Aim of the exercise – Look through the data and write out every line with the word "character" in it.

Material supplied –

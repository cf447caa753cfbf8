//! End-to-end checks of the CLI composition root against table files.

use std::fs;
use std::path::PathBuf;

use clap::Parser;
use cumatch_cli::{Cli, CliConfig, CliError, Commands, bootstrap};
use cumatch_core::{MatchKind, TableOrigin, VersionsFileSource};

fn write_table(dir: &tempfile::TempDir, json: &str) -> PathBuf {
    let path = dir.path().join("versions.json");
    fs::write(&path, json).unwrap();
    path
}

#[test]
fn test_explicit_table_file_is_used() {
    let dir = tempfile::tempdir().unwrap();
    let path = write_table(
        &dir,
        r#"{
            "11.8": {
                "torch": "2.2.0",
                "torchvision": "0.15.2",
                "torchaudio": "2.2.2",
                "pip_tag": "cu118"
            }
        }"#,
    );

    let cli = Cli::parse_from([
        "cumatch",
        "--versions-file",
        path.to_str().unwrap(),
        "match",
        "11.7",
    ]);
    let ctx = bootstrap(CliConfig::new(cli.settings())).unwrap();
    assert_eq!(ctx.table_file.source, VersionsFileSource::Explicit);
    assert_eq!(ctx.matcher.table().origin(), &TableOrigin::File(path));

    let Some(Commands::Match { version, .. }) = cli.command else {
        panic!("expected match command");
    };
    let result = ctx.matcher.match_version(&version, None).unwrap();
    assert_eq!(result.matched_key, "11.8");
    assert_eq!(result.match_kind, MatchKind::NearestMinor);
    assert_eq!(
        result.pip_command,
        "pip install torch==2.2.0 torchvision==0.15.2 torchaudio==2.2.2 \
         --extra-index-url https://download.pytorch.org/whl/cu118"
    );
}

#[test]
fn test_malformed_table_is_config_error() {
    let dir = tempfile::tempdir().unwrap();
    let path = write_table(&dir, r#"{"eleven": {"torch": "2.0.1"}}"#);

    let cli = Cli::parse_from(["cumatch", "--versions-file", path.to_str().unwrap(), "table"]);
    let err = bootstrap(CliConfig::new(cli.settings())).err().unwrap();
    assert!(matches!(err, CliError::Table(_)));
    assert_eq!(err.exit_code(), 78);
}

#[test]
fn test_index_url_flag_reaches_commands() {
    let cli = Cli::parse_from([
        "cumatch",
        "--versions-file",
        "/nonexistent/cumatch/versions.json",
        "--index-url",
        "https://mirror.example.com/whl/",
        "match",
        "12.4",
    ]);
    let ctx = bootstrap(CliConfig::new(cli.settings())).unwrap();
    let result = ctx.matcher.match_version("12.4", None).unwrap();
    assert!(
        result
            .pip_command
            .ends_with("--extra-index-url https://mirror.example.com/whl/cu121")
    );
}

#[test]
fn test_bad_timeout_is_config_error() {
    let cli = Cli::parse_from(["cumatch", "--timeout", "0", "detect"]);
    let err = bootstrap(CliConfig::new(cli.settings())).err().unwrap();
    assert_eq!(err.exit_code(), 78);
}
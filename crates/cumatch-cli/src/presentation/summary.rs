//! Match summary text.

use cumatch_core::{MatchKind, ResolutionResult};

use super::tables::format_optional;

/// Render the human-readable summary of a match.
///
/// Lists the requested version and its provenance, a note when a different
/// table key was used, the package versions and both install commands.
pub fn render_summary(result: &ResolutionResult) -> String {
    let mut lines = vec![format!(
        "CUDA version: {} (source: {})",
        result.requested,
        result.source_label()
    )];

    match result.match_kind {
        MatchKind::Exact => {}
        MatchKind::NearestMinor => lines.push(format!(
            "Note: no exact mapping for CUDA {}, using closest version {}",
            result.requested, result.matched_key
        )),
        MatchKind::NewestInMajor => lines.push(format!(
            "Note: no exact mapping for CUDA {}, using newest version in the same major {}",
            result.requested, result.matched_key
        )),
    }

    lines.extend(
        result
            .entry
            .packages()
            .into_iter()
            .map(|(name, version)| format!("{name:<12} {}", format_optional(version, "--"))),
    );
    lines.push(format!(
        "{:<12} {}",
        "index tag",
        format_optional(result.entry.index_tag(), "none (CPU)")
    ));

    if let Some(gpu) = &result.gpu_info {
        lines.push(String::new());
        lines.push("GPU status:".to_string());
        lines.extend(gpu.lines().map(|line| format!("  {line}")));
    }

    lines.push(String::new());
    lines.push("pip:".to_string());
    lines.push(format!("  {}", result.pip_command));
    lines.push(String::new());
    lines.push("conda:".to_string());
    lines.push(format!("  {}", result.conda_command));
    lines.join("\n")
}

#[cfg(test)]
mod tests {
    use super::*;
    use cumatch_core::{DetectionSource, VersionEntry};

    fn result(kind: MatchKind) -> ResolutionResult {
        ResolutionResult {
            requested: "11.7".to_string(),
            source: Some(DetectionSource::CompilerTool),
            matched_key: "11.8".to_string(),
            match_kind: kind,
            entry: VersionEntry::new("2.2.0", "0.15.2", "2.2.2").with_tag("cu118"),
            pip_command: "pip install torch==2.2.0".to_string(),
            conda_command: "conda install pytorch==2.2.0 -c pytorch".to_string(),
            gpu_info: None,
        }
    }

    #[test]
    fn test_fallback_note() {
        let text = render_summary(&result(MatchKind::NearestMinor));
        assert!(text.starts_with("CUDA version: 11.7 (source: nvcc)\n"));
        assert!(text.contains("using closest version 11.8"));
        assert!(text.contains("torchvision  0.15.2"));
        assert!(text.contains("index tag    cu118"));
        assert!(text.ends_with("conda:\n  conda install pytorch==2.2.0 -c pytorch"));
    }

    #[test]
    fn test_exact_has_no_note() {
        let text = render_summary(&result(MatchKind::Exact));
        assert!(!text.contains("Note:"));
        assert!(!text.contains("GPU status"));
    }

    #[test]
    fn test_missing_values_and_gpu() {
        let mut r = result(MatchKind::NewestInMajor).with_gpu_info("GPU0: A100\nGPU1: A100");
        r.entry.torchaudio = None;
        r.entry.pip_tag = None;
        let text = render_summary(&r);
        assert!(text.contains("newest version in the same major 11.8"));
        assert!(text.contains("torchaudio   --"));
        assert!(text.contains("index tag    none (CPU)"));
        assert!(text.contains("GPU status:\n  GPU0: A100\n  GPU1: A100\n"));
    }

    #[test]
    fn test_exact_layout() {
        let text = render_summary(&result(MatchKind::Exact));
        let expected = "CUDA version: 11.7 (source: nvcc)\n\
                        torch        2.2.0\n\
                        torchvision  0.15.2\n\
                        torchaudio   2.2.2\n\
                        index tag    cu118\n\
                        \n\
                        pip:\n  pip install torch==2.2.0\n\
                        \n\
                        conda:\n  conda install pytorch==2.2.0 -c pytorch";
        assert_eq!(text, expected);
    }
}
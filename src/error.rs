//! Errors of a private substring search. Every error aborts the run: there is no partial result.

use thiserror::Error;

use crate::{
    channel,
    config::{ConfigError, Shape},
    protocol::{self, Role},
};

/// The error type of a private substring search.
#[derive(Debug, Error)]
pub enum Error {
    /// The local configuration is invalid.
    #[error("invalid configuration: {0}")]
    Config(#[from] ConfigError),
    /// The supplied codes do not have the agreed shape.
    #[error("expected {expected} {what}, but {actual} were supplied")]
    ShapeMismatch {
        /// What was counted.
        what: &'static str,
        /// The count implied by the agreed shape.
        expected: usize,
        /// The count that was supplied.
        actual: usize,
    },
    /// A party tried to supply values that are owned by the other party.
    #[error("the {role} cannot supply the inputs of the {owner}")]
    NotOwner {
        /// The local party.
        role: Role,
        /// The owner of the inputs.
        owner: Role,
    },
    /// The other party announced a different shape, so the circuits would diverge.
    #[error("the other party expects {theirs:?}, but this party expects {ours:?}")]
    PeerShapeMismatch {
        /// The local shape.
        ours: Shape,
        /// The shape announced by the other party.
        theirs: Shape,
    },
    /// The shapes could not be exchanged.
    #[error(transparent)]
    Channel(#[from] channel::Error),
    /// The garbling protocol failed.
    #[error(transparent)]
    Protocol(#[from] protocol::Error),
}
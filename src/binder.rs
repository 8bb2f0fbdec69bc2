//! Binding of local character codes as secret integers: the point where the plaintext of a party
//! enters the joint computation.
//!
//! Both parties bind the pattern and the windows with the same counts and widths. The owner of a
//! value supplies its codes, the other party supplies `None` and placeholders are bound instead,
//! so that both sides record identical circuits.

use crate::{
    channel::Channel,
    config::{ConfigError, Shape},
    encode::CharCode,
    error::Error,
    protocol::Role,
    session::{SecretInt, Session},
};

/// Binds the `m` codes of the pattern, owned by the pattern holder.
pub fn bind_pattern<C: Channel>(
    session: &mut Session<C>,
    codes: Option<&[CharCode]>,
    shape: &Shape,
) -> Result<Vec<SecretInt>, Error> {
    let owner = Role::PatternHolder;
    let codes = local_values(session.role(), owner, codes)?;
    if let Some(codes) = codes {
        check_len("pattern codes", shape.pattern_len, codes.len())?;
    }
    let pattern = (0..shape.pattern_len)
        .map(|j| {
            let code = codes.map_or(0, |codes| codes[j]);
            session.secret_int(shape.bit_width, code.into(), owner)
        })
        .collect();
    Ok(pattern)
}

/// Binds the `n - m + 1` windows of `m` codes each, owned by the text holder.
pub fn bind_windows<C: Channel>(
    session: &mut Session<C>,
    windows: Option<&[Vec<CharCode>]>,
    shape: &Shape,
) -> Result<Vec<Vec<SecretInt>>, Error> {
    let owner = Role::TextHolder;
    let windows = local_values(session.role(), owner, windows)?;
    if let Some(windows) = windows {
        check_len("windows", shape.windows(), windows.len())?;
        for window in windows {
            check_len("window codes", shape.pattern_len, window.len())?;
        }
    }
    let matrix = (0..shape.windows())
        .map(|i| {
            (0..shape.pattern_len)
                .map(|j| {
                    let code = windows.map_or(0, |windows| windows[i][j]);
                    session.secret_int(shape.bit_width, code.into(), owner)
                })
                .collect()
        })
        .collect();
    Ok(matrix)
}

/// Checks that exactly the owner supplies values.
fn local_values<T: ?Sized>(
    role: Role,
    owner: Role,
    values: Option<&T>,
) -> Result<Option<&T>, Error> {
    match (role == owner, values) {
        (true, Some(values)) => Ok(Some(values)),
        (true, None) => Err(ConfigError::MissingInput(role).into()),
        (false, Some(_)) => Err(Error::NotOwner { role, owner }),
        (false, None) => Ok(None),
    }
}

fn check_len(what: &'static str, expected: usize, actual: usize) -> Result<(), Error> {
    if expected == actual {
        Ok(())
    } else {
        Err(Error::ShapeMismatch {
            what,
            expected,
            actual,
        })
    }
}
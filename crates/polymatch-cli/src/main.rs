use std::{fmt, time::Duration};

use anyhow::{Context, Error, bail};
use clap::Parser;
use polymatch::{
    Role, SearchConfig,
    channel::TcpChannel,
    config::DEFAULT_BIT_WIDTH,
    encode::{encode_pattern, encode_windows},
    private_substring_search,
};
use tokio::time::sleep;
use tracing::{debug, warn};
use tracing_subscriber::EnvFilter;

const CONNECT_ATTEMPTS: usize = 30;

/// Checks whether a pattern occurs in a text, where one party knows the pattern and the other
/// party knows the text, without revealing anything else.
#[derive(Parser)]
#[command(name = "polymatch")]
struct Cli {
    /// The party to run as: 1 holds the pattern and listens, 2 holds the text and connects.
    #[arg(long, value_parser = clap::value_parser!(u8).range(1..=2))]
    party_id: u8,
    /// The port that party 1 listens on and party 2 connects to.
    #[arg(long, value_parser = clap::value_parser!(u16).range(1..))]
    port: u16,
    /// The address of party 1 (only used by party 2).
    #[arg(long, default_value = "127.0.0.1")]
    address: String,
    /// The secret pattern (party 1).
    #[arg(long)]
    pattern: Option<String>,
    /// The secret text (party 2).
    #[arg(long)]
    text: Option<String>,
    /// The public length of the pattern (required for party 2).
    #[arg(long)]
    pattern_length: Option<usize>,
    /// The public length of the text (required for party 1).
    #[arg(long)]
    text_length: Option<usize>,
    /// The number of bits of every character code.
    #[arg(long, default_value_t = DEFAULT_BIT_WIDTH)]
    bit_width: usize,
    /// Prints the encoding of the local input before the search starts.
    #[arg(long)]
    show_encoding: bool,
}

impl fmt::Debug for Cli {
    fn fmt(&self, f: &mut fmt::Formatter<'_>) -> fmt::Result {
        let redacted = |input: &Option<String>| {
            input.as_ref().map(|input| format!("<{} bytes>", input.len()))
        };
        f.debug_struct("Cli")
            .field("party_id", &self.party_id)
            .field("port", &self.port)
            .field("address", &self.address)
            .field("pattern", &redacted(&self.pattern))
            .field("text", &redacted(&self.text))
            .field("pattern_length", &self.pattern_length)
            .field("text_length", &self.text_length)
            .field("bit_width", &self.bit_width)
            .field("show_encoding", &self.show_encoding)
            .finish()
    }
}

impl Cli {
    /// Builds the configuration of the local party, ignoring the input of the other party.
    fn config(&self) -> Result<SearchConfig, Error> {
        let Some(role) = Role::from_party_id(self.party_id) else {
            bail!("the party id must be 1 or 2, got {}", self.party_id);
        };
        let config = match role {
            Role::PatternHolder => {
                if self.text.is_some() {
                    warn!("party 1 holds the pattern, ignoring --text");
                }
                let Some(pattern) = self.pattern.clone() else {
                    bail!("party 1 must provide --pattern");
                };
                let Some(text_len) = self.text_length else {
                    bail!("party 1 must provide --text-length");
                };
                let pattern_len = self.pattern_length.unwrap_or(pattern.len());
                SearchConfig::new(role, pattern_len, text_len, Some(pattern))?
            }
            Role::TextHolder => {
                if self.pattern.is_some() {
                    warn!("party 2 holds the text, ignoring --pattern");
                }
                let Some(text) = self.text.clone() else {
                    bail!("party 2 must provide --text");
                };
                let Some(pattern_len) = self.pattern_length else {
                    bail!("party 2 must provide --pattern-length");
                };
                let text_len = self.text_length.unwrap_or(text.len());
                SearchConfig::new(role, pattern_len, text_len, Some(text))?
            }
        };
        Ok(config.with_bit_width(self.bit_width)?)
    }
}

fn print_encoding(config: &SearchConfig) {
    match config.role() {
        Role::PatternHolder => {
            println!("Pattern codes: {:?}", encode_pattern(config.input()));
        }
        Role::TextHolder => {
            let windows = encode_windows(config.input(), config.shape().pattern_len);
            if windows.is_empty() {
                println!("The text is shorter than the pattern, there are no windows");
            }
            for (i, window) in windows.iter().enumerate() {
                println!("Window {i}: {window:?}");
            }
        }
    }
}

async fn connect(address: &str, port: u16) -> Result<TcpChannel, Error> {
    for attempt in 1..CONNECT_ATTEMPTS {
        match TcpChannel::connect(address, port).await {
            Ok(channel) => return Ok(channel),
            Err(e) => {
                debug!(attempt, "could not connect to party 1: {e}");
                sleep(Duration::from_secs(1)).await;
            }
        }
    }
    TcpChannel::connect(address, port)
        .await
        .with_context(|| format!("could not connect to party 1 at {address}:{port}"))
}

#[tokio::main]
async fn main() -> Result<(), Error> {
    tracing_subscriber::fmt()
        .with_env_filter(
            EnvFilter::try_from_default_env().unwrap_or_else(|_| EnvFilter::new("info")),
        )
        .init();
    let cli = Cli::parse();
    let config = cli.config()?;
    if cli.show_encoding {
        print_encoding(&config);
    }
    let channel = match config.role() {
        Role::PatternHolder => TcpChannel::listen(cli.port)
            .await
            .with_context(|| format!("could not listen on port {}", cli.port))?,
        Role::TextHolder => connect(&cli.address, cli.port).await?,
    };
    let outcome = private_substring_search(&config, channel).await?;
    println!("Match found? {}", outcome.matched);
    println!("AND gates: {}", outcome.stats.and_gates);
    Ok(())
}

#[cfg(test)]
mod tests {
    use super::*;

    fn parse(args: &[&str]) -> Result<Cli, clap::Error> {
        Cli::try_parse_from(std::iter::once("polymatch").chain(args.iter().copied()))
    }

    #[test]
    fn pattern_holder_config() -> Result<(), Error> {
        let cli = parse(&[
            "--party-id",
            "1",
            "--port",
            "8000",
            "--pattern",
            "HEL",
            "--text-length",
            "5",
        ])?;
        let config = cli.config()?;
        assert_eq!(config.role(), Role::PatternHolder);
        assert_eq!(config.shape().pattern_len, 3);
        assert_eq!(config.shape().text_len, 5);
        assert_eq!(config.shape().bit_width, 8);
        assert_eq!(cli.address, "127.0.0.1");
        Ok(())
    }

    #[test]
    fn text_holder_ignores_the_pattern() -> Result<(), Error> {
        let cli = parse(&[
            "--party-id",
            "2",
            "--port",
            "8000",
            "--text",
            "HELLO",
            "--pattern",
            "HEL",
            "--pattern-length",
            "3",
            "--bit-width",
            "16",
        ])?;
        let config = cli.config()?;
        assert_eq!(config.role(), Role::TextHolder);
        assert_eq!(config.input(), "HELLO");
        assert_eq!(config.shape().bit_width, 16);
        Ok(())
    }

    #[test]
    fn debug_output_hides_the_inputs() -> Result<(), Error> {
        let cli = parse(&[
            "--party-id",
            "1",
            "--port",
            "8000",
            "--pattern",
            "SECRET",
            "--text",
            "CLASSIFIED",
            "--text-length",
            "12",
        ])?;
        let debug = format!("{cli:?}");
        assert!(!debug.contains("SECRET"));
        assert!(!debug.contains("CLASSIFIED"));
        assert!(debug.contains("<6 bytes>"));
        Ok(())
    }

    #[test]
    fn rejects_invalid_arguments() -> Result<(), Error> {
        assert!(parse(&["--party-id", "3", "--port", "8000"]).is_err());
        assert!(parse(&["--party-id", "1", "--port", "0"]).is_err());
        assert!(parse(&["--party-id", "1", "--port", "65536"]).is_err());

        let cli = parse(&["--party-id", "1", "--port", "8000", "--pattern", "HEL"])?;
        assert!(cli.config().is_err());
        let cli = parse(&["--party-id", "2", "--port", "8000", "--text", "HELLO"])?;
        assert!(cli.config().is_err());
        let cli = parse(&[
            "--party-id",
            "2",
            "--port",
            "8000",
            "--text",
            "HELLO",
            "--pattern-length",
            "0",
        ])?;
        assert!(cli.config().is_err());
        let cli = parse(&[
            "--party-id",
            "1",
            "--port",
            "8000",
            "--pattern",
            "HEL",
            "--text-length",
            "5",
            "--bit-width",
            "4",
        ])?;
        assert!(cli.config().is_err());
        Ok(())
    }
}
//! Data types used across the garbling engine.

use std::ops::{BitAnd, BitXor};

use serde::{Deserialize, Serialize};
use subtle::{Choice, ConstantTimeEq};

/// The global free-XOR offset, known only to the garbler.
///
/// The least significant bit is always set, so that the two labels of a wire always differ in
/// their color (point-and-permute) bit.
#[derive(Debug, Clone, Copy, PartialEq, Eq)]
pub(crate) struct Delta(pub(crate) u128);

impl Delta {
    /// Samples a fresh random offset.
    pub(crate) fn random() -> Self {
        Delta(rand::random::<u128>() | 1)
    }
}

impl BitAnd<Delta> for bool {
    type Output = Delta;

    fn bitand(self, rhs: Delta) -> Self::Output {
        if self { rhs } else { Delta(0) }
    }
}

/// A label for a particular wire in the circuit.
#[derive(Debug, Clone, Copy, PartialEq, Eq, Default, Serialize, Deserialize)]
pub(crate) struct Label(pub(crate) u128);

impl Label {
    /// Samples a fresh random label.
    pub(crate) fn random() -> Self {
        Label(rand::random())
    }

    /// The point-and-permute bit, visible to the evaluator.
    pub(crate) fn color(self) -> bool {
        self.0 & 1 == 1
    }
}

impl BitXor for Label {
    type Output = Self;

    fn bitxor(self, rhs: Self) -> Self::Output {
        Label(self.0 ^ rhs.0)
    }
}

impl BitXor<Delta> for Label {
    type Output = Self;

    fn bitxor(self, rhs: Delta) -> Self::Output {
        Label(self.0 ^ rhs.0)
    }
}

impl ConstantTimeEq for Label {
    fn ct_eq(&self, other: &Self) -> Choice {
        self.0.ct_eq(&other.0)
    }
}

/// The four encrypted rows of a garbled AND gate, ordered by the colors of the input labels.
#[derive(Debug, Clone, Serialize, Deserialize)]
pub(crate) struct GarbledGate(pub(crate) [Vec<u8>; 4]);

Reply –
//! Binding of local character codes as secret integers: the point where the plaintext of a party
    /// The number of bits of every character code.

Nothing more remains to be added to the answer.